PROBLEM STATEMENT: Examine the entries and show every line in which the word "ConsoleSink" is found.

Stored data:
____________
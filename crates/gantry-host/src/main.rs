//! Gantry host application entry point.
//!
//! Wires together the infrastructure services and starts the Tokio async
//! runtime. The dispatch pipeline itself is synchronous; the runtime only
//! hosts the channel pump and the shutdown handler.
//!
//! # Architecture
//!
//! ```text
//! main()
//!  └─ load_config()        -- TOML config, defaults on first run
//!  └─ HandlerRegistry      -- control modules subscribe here
//!  └─ StdinLineSource      -- reader thread feeding ConsoleLines
//!  └─ Dispatcher           -- one per channel, pumped to completion per line
//! ```

use std::sync::{
    atomic::{AtomicBool, Ordering},
    Arc,
};
use std::time::Duration;

use tracing::{error, info, warn};
use tracing_subscriber::EnvFilter;

use gantry_core::OutputSink;
use gantry_host::application::bus::HandlerRegistry;
use gantry_host::application::dispatch::Dispatcher;
use gantry_host::infrastructure::channel::stdin::StdinLineSource;
use gantry_host::infrastructure::channel::LineSource;
use gantry_host::infrastructure::storage::config::{load_config, override_file_path};
use gantry_host::infrastructure::storage::AppConfig;
use gantry_host::infrastructure::stream::ConsoleSink;

#[tokio::main]
async fn main() -> anyhow::Result<()> {
    // Load configuration first so its log level can seed the filter.
    let (config, config_error) = match load_config() {
        Ok(config) => (config, None),
        Err(e) => (AppConfig::default(), Some(e)),
    };

    // Initialise structured logging. Level is overridden by `RUST_LOG`.
    tracing_subscriber::fmt()
        .with_env_filter(
            EnvFilter::try_from_default_env()
                .unwrap_or_else(|_| EnvFilter::new(config.dispatch.log_level.clone())),
        )
        .init();

    if let Some(e) = config_error {
        warn!("failed to load config, using defaults: {e}");
    }

    info!("Gantry host starting");

    let override_path = override_file_path(&config)?;

    // Control modules (motion planner, heaters, …) register their handlers
    // here before the registry is frozen and the channel starts.
    let registry = HandlerRegistry::new();
    let registry = Arc::new(registry);

    let mut dispatcher = Dispatcher::new(Arc::clone(&registry), &config, override_path);
    info!(channel = %dispatcher.channel_id(), handlers = registry.len(), "console channel ready");

    // ── Console channel ───────────────────────────────────────────────────────
    let sink: Arc<dyn OutputSink> = Arc::new(ConsoleSink::new());
    let source = StdinLineSource::new(Arc::clone(&sink));
    let lines = match source.start() {
        Ok(rx) => rx,
        Err(e) => {
            error!("failed to start console channel: {e}");
            return Err(e.into());
        }
    };

    // Shutdown flag shared between the pump and the signal handler.
    let running = Arc::new(AtomicBool::new(true));

    // ── Ctrl-C / SIGTERM handler ──────────────────────────────────────────────
    let running_clone = Arc::clone(&running);
    tokio::spawn(async move {
        if tokio::signal::ctrl_c().await.is_ok() {
            info!("shutdown signal received");
            running_clone.store(false, Ordering::Relaxed);
        }
    });

    // ── Line pump ─────────────────────────────────────────────────────────────
    // One line at a time, run to completion: the dispatch pipeline is
    // synchronous by design, so it lives on a blocking thread.
    let pump_running = Arc::clone(&running);
    let pump = tokio::task::spawn_blocking(move || {
        while pump_running.load(Ordering::Relaxed) {
            match lines.recv_timeout(Duration::from_millis(100)) {
                Ok(line) => dispatcher.handle_line(&line.text, &line.sink),
                Err(std::sync::mpsc::RecvTimeoutError::Timeout) => continue,
                Err(std::sync::mpsc::RecvTimeoutError::Disconnected) => break,
            }
        }
    });

    pump.await?;
    source.stop();

    info!("Gantry host stopped");
    Ok(())
}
____________
OUTPUT BELOW:
use gantry_host::infrastructure::stream::ConsoleSink;
    let sink: Arc<dyn OutputSink> = Arc::new(ConsoleSink::new());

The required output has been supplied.